Copyright 2016, American College of Chest Physicians. All Rights Reserved.

Chest. 2016;150(4_S):1214A. doi:10.1016/j.chest.2016.08.1323
Text Size: A A A
Published online

SESSION TITLE: Student/Resident Case Report Poster - Pulmonary Vascular Disease I

SESSION TYPE: Student/Resident Case Report Poster

PRESENTED ON: Tuesday, October 25, 2016 at 01:30 PM - 02:30 PM

INTRODUCTION: Patent foramen ovale (PFO) have an incidence of roughly 25% based on autopsy reports. They are increasingly seen as culprits in cryptogenic strokes in that they act as a route for venous thromboembolic events to the arterial circulations. An impending paradoxical embolism (IPDE) is where a clot is caught in transit through a PFO with the potential to embolize into systemic circulation. This is a case of an IPDE treated successfuly through surgical intervention.
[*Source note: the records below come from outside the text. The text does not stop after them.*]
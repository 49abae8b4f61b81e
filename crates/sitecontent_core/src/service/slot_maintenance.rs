//! Slot inventory and orphan cleanup.
//!
//! # Responsibility
//! - Classify stored slots against the known page domains.
//! - Delete slots orphaned by a slot key version bump.
//!
//! # Invariants
//! - Only slots of a known namespace with an older version are orphaned.
//! - Unrecognized and newer-version slots are never deleted.

use crate::model::domain::PageDomain;
use crate::model::slot_key::SlotKey;
use crate::repo::slot_repo::{RepoResult, SlotEntry, SlotRepository};
use log::info;

/// Classification of one stored slot.
#[derive(Debug, Clone, Copy, PartialEq, Eq)]
pub enum SlotStatus {
    /// Slot holds the domain's current schema generation.
    Current(PageDomain),
    /// Older schema generation of a known domain.
    Orphaned {
        domain: PageDomain,
        version: u32,
        current_version: u32,
    },
    /// Not owned by any known domain generation.
    Unrecognized,
}

#[derive(Debug, Clone, PartialEq, Eq)]
pub struct SlotReport {
    pub entry: SlotEntry,
    pub status: SlotStatus,
}

/// Maintenance use-cases over a slot repository.
pub struct SlotMaintenanceService<R: SlotRepository> {
    slots: R,
}

impl<R: SlotRepository> SlotMaintenanceService<R> {
    pub fn new(slots: R) -> Self {
        Self { slots }
    }

    /// Lists every stored slot with its classification.
    pub fn inventory(&self) -> RepoResult<Vec<SlotReport>> {
        Ok(self
            .slots
            .list_slots()?
            .into_iter()
            .map(|entry| {
                let status = classify_slot(&entry.slot_key);
                SlotReport { entry, status }
            })
            .collect())
    }

    /// Deletes orphaned slots and returns their keys.
    pub fn purge_orphans(&self) -> RepoResult<Vec<String>> {
        let mut purged = Vec::new();
        for report in self.inventory()? {
            if let SlotStatus::Orphaned { domain, version, .. } = report.status {
                if self.slots.delete_slot(&report.entry.slot_key)? {
                    info!(
                        "event=slot_purge module=maintenance status=ok domain={} slot_key={} version={}",
                        domain.as_str(),
                        report.entry.slot_key,
                        version
                    );
                    purged.push(report.entry.slot_key);
                }
            }
        }
        Ok(purged)
    }
}

/// Classifies a slot key against the known page domains.
pub fn classify_slot(slot_key: &str) -> SlotStatus {
    let Some(parsed) = SlotKey::parse(slot_key) else {
        return SlotStatus::Unrecognized;
    };
    let Some(domain) = PageDomain::from_slot_namespace(&parsed.namespace) else {
        return SlotStatus::Unrecognized;
    };

    let current_version = domain.slot_version();
    if parsed.version == current_version {
        SlotStatus::Current(domain)
    } else if parsed.version < current_version {
        SlotStatus::Orphaned {
            domain,
            version: parsed.version,
            current_version,
        }
    } else {
        SlotStatus::Unrecognized
    }
}

#[cfg(test)]
mod tests {
    use super::{classify_slot, SlotStatus};
    use crate::model::domain::PageDomain;

    #[test]
    fn classify_slot_distinguishes_generations() {
        assert_eq!(
            classify_slot("teamsPageContent:v2"),
            SlotStatus::Current(PageDomain::Teams)
        );
        assert_eq!(
            classify_slot("teamsPageContent:v1"),
            SlotStatus::Orphaned {
                domain: PageDomain::Teams,
                version: 1,
                current_version: 2,
            }
        );
        assert_eq!(classify_slot("teamsPageContent:v3"), SlotStatus::Unrecognized);
        assert_eq!(classify_slot("theme"), SlotStatus::Unrecognized);
    }
}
CASE PRESENTATION: A 67 year old male without significant medical history was admitted for a submassive acute pulmonary embolism (Figure 1) treated with intravenous systemic thrombolytics, but was complicated by an intracranial hematoma secondary to the anticoagulation. He was monitored for neurologic deficits while holding his anticoagulation. Considering his stability, he was readied for discharge without anticoagulation despite having a known left lower extremity deep vein thrombosis. An echocardiogram at the time showed resolution of right ventricular strain but was positive for a PFO. However, patient was transferred to the ICU for acute onset respiratory distress and hypoxia. His oxygen saturation was 93% on 100% non-rebreather mask and breathing at 20 b/ min. Lungs were clear on exam. There was no edema or JVD. A repeat transthoracic echocardiogram showed a severely dilated right atrium, right ventricular systolic pressure of 58 mm Hg, and a large thrombus extending from the right atrium into the right ventricle as well as through the PFO into the left ventricle (Fig 2). The patient was restarted on a continuous heparin infusion followed by emergentright bi-atrial thrombectomy and PFO closure. He had an uneventful postoperative course and was discharged in good condition.
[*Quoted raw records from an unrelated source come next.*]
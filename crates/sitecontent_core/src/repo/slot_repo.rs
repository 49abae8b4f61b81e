//! Slot repository contracts, SQLite and in-memory implementations.
//!
//! # Responsibility
//! - Store one serialized payload per slot key.
//! - Keep SQL details inside the persistence boundary.
//!
//! # Invariants
//! - `write_slot` is an upsert that refreshes `updated_at`.
//! - Slot listings are sorted by key.

use crate::db::DbError;
use rusqlite::{params, Connection};
use std::cell::{Cell, RefCell};
use std::collections::BTreeMap;
use std::error::Error;
use std::fmt::{Display, Formatter};
use std::time::{SystemTime, UNIX_EPOCH};

pub type RepoResult<T> = Result<T, RepoError>;

/// Repository error for slot persistence and document encoding.
#[derive(Debug)]
pub enum RepoError {
    Db(DbError),
    InvalidSlotKey(String),
    MissingRequiredTable(&'static str),
    MissingRequiredColumn {
        table: &'static str,
        column: &'static str,
    },
    /// Payload would exceed the store's byte quota.
    QuotaExceeded {
        slot_key: String,
        needed: usize,
        available: usize,
    },
    /// Backing store is disabled or unreachable.
    Unavailable(String),
    Serialization(serde_json::Error),
}

impl Display for RepoError {
    fn fmt(&self, f: &mut Formatter<'_>) -> std::fmt::Result {
        match self {
            Self::Db(err) => write!(f, "{err}"),
            Self::InvalidSlotKey(key) => write!(f, "invalid slot key: `{key}`"),
            Self::MissingRequiredTable(table) => write!(f, "missing required table `{table}`"),
            Self::MissingRequiredColumn { table, column } => {
                write!(f, "missing required column `{table}.{column}`")
            }
            Self::QuotaExceeded {
                slot_key,
                needed,
                available,
            } => write!(
                f,
                "quota exceeded writing `{slot_key}`: needed {needed} bytes, {available} available"
            ),
            Self::Unavailable(reason) => write!(f, "slot storage unavailable: {reason}"),
            Self::Serialization(err) => write!(f, "content serialization failed: {err}"),
        }
    }
}

impl Error for RepoError {
    fn source(&self) -> Option<&(dyn Error + 'static)> {
        match self {
            Self::Db(err) => Some(err),
            Self::Serialization(err) => Some(err),
            _ => None,
        }
    }
}

impl From<DbError> for RepoError {
    fn from(value: DbError) -> Self {
        Self::Db(value)
    }
}

impl From<rusqlite::Error> for RepoError {
    fn from(value: rusqlite::Error) -> Self {
        Self::Db(DbError::Sqlite(value))
    }
}

impl From<serde_json::Error> for RepoError {
    fn from(value: serde_json::Error) -> Self {
        Self::Serialization(value)
    }
}

/// Metadata for one stored slot.
#[derive(Debug, Clone, PartialEq, Eq)]
pub struct SlotEntry {
    pub slot_key: String,
    /// Payload size in bytes.
    pub byte_len: usize,
    /// Last write time in epoch milliseconds.
    pub updated_at: i64,
}

/// Persistent key-value slot contract.
pub trait SlotRepository {
    /// Returns the raw payload, or `None` when the slot is absent.
    fn read_slot(&self, slot_key: &str) -> RepoResult<Option<String>>;
    /// Creates or replaces the slot payload.
    fn write_slot(&self, slot_key: &str, payload: &str) -> RepoResult<()>;
    /// Removes the slot. Returns whether a slot existed.
    fn delete_slot(&self, slot_key: &str) -> RepoResult<bool>;
    /// Lists stored slots sorted by key.
    fn list_slots(&self) -> RepoResult<Vec<SlotEntry>>;
}

impl<T: SlotRepository + ?Sized> SlotRepository for &T {
    fn read_slot(&self, slot_key: &str) -> RepoResult<Option<String>> {
        (**self).read_slot(slot_key)
    }

    fn write_slot(&self, slot_key: &str, payload: &str) -> RepoResult<()> {
        (**self).write_slot(slot_key, payload)
    }

    fn delete_slot(&self, slot_key: &str) -> RepoResult<bool> {
        (**self).delete_slot(slot_key)
    }

    fn list_slots(&self) -> RepoResult<Vec<SlotEntry>> {
        (**self).list_slots()
    }
}

/// Validates and trims one slot key.
pub fn normalize_slot_key(slot_key: &str) -> RepoResult<&str> {
    let trimmed = slot_key.trim();
    if trimmed.is_empty() {
        return Err(RepoError::InvalidSlotKey(slot_key.to_string()));
    }
    Ok(trimmed)
}

/// SQLite-backed slot repository.
pub struct SqliteSlotRepository<'conn> {
    conn: &'conn Connection,
}

impl<'conn> SqliteSlotRepository<'conn> {
    /// Constructs a repository from a migrated/ready connection.
    pub fn try_new(conn: &'conn Connection) -> RepoResult<Self> {
        ensure_slot_connection_ready(conn)?;
        Ok(Self { conn })
    }
}

impl SlotRepository for SqliteSlotRepository<'_> {
    fn read_slot(&self, slot_key: &str) -> RepoResult<Option<String>> {
        let slot_key = normalize_slot_key(slot_key)?;
        let mut stmt = self
            .conn
            .prepare("SELECT payload FROM content_slots WHERE slot_key = ?1;")?;
        let mut rows = stmt.query([slot_key])?;
        if let Some(row) = rows.next()? {
            return Ok(Some(row.get("payload")?));
        }
        Ok(None)
    }

    fn write_slot(&self, slot_key: &str, payload: &str) -> RepoResult<()> {
        let slot_key = normalize_slot_key(slot_key)?;
        self.conn.execute(
            "INSERT INTO content_slots (slot_key, payload, updated_at)
             VALUES (?1, ?2, (strftime('%s', 'now') * 1000))
             ON CONFLICT(slot_key) DO UPDATE SET
                payload = excluded.payload,
                updated_at = excluded.updated_at;",
            params![slot_key, payload],
        )?;
        Ok(())
    }

    fn delete_slot(&self, slot_key: &str) -> RepoResult<bool> {
        let slot_key = normalize_slot_key(slot_key)?;
        let changed = self
            .conn
            .execute("DELETE FROM content_slots WHERE slot_key = ?1;", [slot_key])?;
        Ok(changed > 0)
    }

    fn list_slots(&self) -> RepoResult<Vec<SlotEntry>> {
        let mut stmt = self.conn.prepare(
            "SELECT slot_key, length(CAST(payload AS BLOB)) AS byte_len, updated_at
             FROM content_slots
             ORDER BY slot_key ASC;",
        )?;
        let mut rows = stmt.query([])?;
        let mut entries = Vec::new();
        while let Some(row) = rows.next()? {
            let byte_len: i64 = row.get("byte_len")?;
            entries.push(SlotEntry {
                slot_key: row.get("slot_key")?,
                byte_len: usize::try_from(byte_len).unwrap_or_default(),
                updated_at: row.get("updated_at")?,
            });
        }
        Ok(entries)
    }
}

/// In-process slot repository.
///
/// Mirrors a browser-local store: optional byte quota across all slots and
/// a switch that makes every call fail as if storage were disabled.
#[derive(Debug, Default)]
pub struct MemorySlotRepository {
    slots: RefCell<BTreeMap<String, (String, i64)>>,
    quota_bytes: Option<usize>,
    disabled: Cell<bool>,
}

impl MemorySlotRepository {
    pub fn new() -> Self {
        Self::default()
    }

    /// Limits total payload bytes across all slots.
    pub fn with_quota(quota_bytes: usize) -> Self {
        Self {
            quota_bytes: Some(quota_bytes),
            ..Self::default()
        }
    }

    /// Enables or disables the backing store.
    pub fn set_available(&self, available: bool) {
        self.disabled.set(!available);
    }

    fn ensure_available(&self) -> RepoResult<()> {
        if self.disabled.get() {
            return Err(RepoError::Unavailable("storage disabled".to_string()));
        }
        Ok(())
    }
}

impl SlotRepository for MemorySlotRepository {
    fn read_slot(&self, slot_key: &str) -> RepoResult<Option<String>> {
        self.ensure_available()?;
        let slot_key = normalize_slot_key(slot_key)?;
        Ok(self
            .slots
            .borrow()
            .get(slot_key)
            .map(|(payload, _)| payload.clone()))
    }

    fn write_slot(&self, slot_key: &str, payload: &str) -> RepoResult<()> {
        self.ensure_available()?;
        let slot_key = normalize_slot_key(slot_key)?;
        let mut slots = self.slots.borrow_mut();

        if let Some(quota) = self.quota_bytes {
            let used_elsewhere: usize = slots
                .iter()
                .filter(|(key, _)| key.as_str() != slot_key)
                .map(|(_, (existing, _))| existing.len())
                .sum();
            let available = quota.saturating_sub(used_elsewhere);
            if payload.len() > available {
                return Err(RepoError::QuotaExceeded {
                    slot_key: slot_key.to_string(),
                    needed: payload.len(),
                    available,
                });
            }
        }

        slots.insert(slot_key.to_string(), (payload.to_string(), now_epoch_ms()));
        Ok(())
    }

    fn delete_slot(&self, slot_key: &str) -> RepoResult<bool> {
        self.ensure_available()?;
        let slot_key = normalize_slot_key(slot_key)?;
        Ok(self.slots.borrow_mut().remove(slot_key).is_some())
    }

    fn list_slots(&self) -> RepoResult<Vec<SlotEntry>> {
        self.ensure_available()?;
        Ok(self
            .slots
            .borrow()
            .iter()
            .map(|(key, (payload, updated_at))| SlotEntry {
                slot_key: key.clone(),
                byte_len: payload.len(),
                updated_at: *updated_at,
            })
            .collect())
    }
}

fn now_epoch_ms() -> i64 {
    SystemTime::now()
        .duration_since(UNIX_EPOCH)
        .map(|elapsed| i64::try_from(elapsed.as_millis()).unwrap_or(i64::MAX))
        .unwrap_or_default()
}

fn ensure_slot_connection_ready(conn: &Connection) -> RepoResult<()> {
    if !table_exists(conn, "content_slots")? {
        return Err(RepoError::MissingRequiredTable("content_slots"));
    }

    for column in ["slot_key", "payload", "updated_at"] {
        if !table_has_column(conn, "content_slots", column)? {
            return Err(RepoError::MissingRequiredColumn {
                table: "content_slots",
                column,
            });
        }
    }

    Ok(())
}

fn table_exists(conn: &Connection, table: &str) -> RepoResult<bool> {
    let exists: i64 = conn.query_row(
        "SELECT EXISTS(
            SELECT 1
            FROM sqlite_master
            WHERE type = 'table' AND name = ?1
        );",
        [table],
        |row| row.get(0),
    )?;
    Ok(exists == 1)
}

fn table_has_column(conn: &Connection, table: &str, column: &str) -> RepoResult<bool> {
    let mut stmt = conn.prepare(&format!("PRAGMA table_info({table});"))?;
    let mut rows = stmt.query([])?;
    while let Some(row) = rows.next()? {
        let current: String = row.get(1)?;
        if current == column {
            return Ok(true);
        }
    }
    Ok(false)
}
DISCUSSION: IPDEs are rare and are associated with high mortality (18%). They are caused by elevated right heart pressures that open the foramen ovale in the the presence of a right-to-left shunt. There is little data on proper management. Thrombectomy has not been shown to improve survival when compared to anticoagulation alone, however, it may decrease the rate of embolization. However, it appears that anticoagulation alone is not adequate for treatment. This case is further complicated by the patient’s recent hemorrhagic stroke in that adding anticoagulation alone was deemed too risky except as adjunct to surgery.

CONCLUSIONS: This is a case of an impending paradoxical embolism that underwent successful thrombectomy with good outcomes. The decision to treat initally with anticoagulation was controversial given the risk for hemorrhagic stroke, however, it was deemed necessary due to the extent of the thrombus.
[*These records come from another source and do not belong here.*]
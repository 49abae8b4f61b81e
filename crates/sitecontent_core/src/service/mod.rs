//! Core use-case services.
//!
//! # Responsibility
//! - Orchestrate repository calls into page-level content APIs.
//! - Keep UI/FFI layers decoupled from slot storage details.

pub mod page_store;
pub mod slot_maintenance;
Reference #1: O'Meyers, P, Bounameaux, H, et al “Impending Paradoxical Embolism: Systemic Review of Literature of Prognostic Factors and Treatment” Chest 2010; 137(1):164-170

Reference #2: Kutty, S, Sengupta, P, et al “Patent Foramen Ovale: The Known and the To Be Known” Journal of American College of Cardiology. 2012;59(19):1665-1671

DISCLOSURE: The following authors have nothing to disclose: Omar Ahmed, Andrew McCue

No Product/Research Disclosure Information




Citing articles are presented as examples only. In non-demo SCM6 implementation, integration with CrossRef’s "Cited By" API will populate this tab (http://www.crossref.org/citedby.html).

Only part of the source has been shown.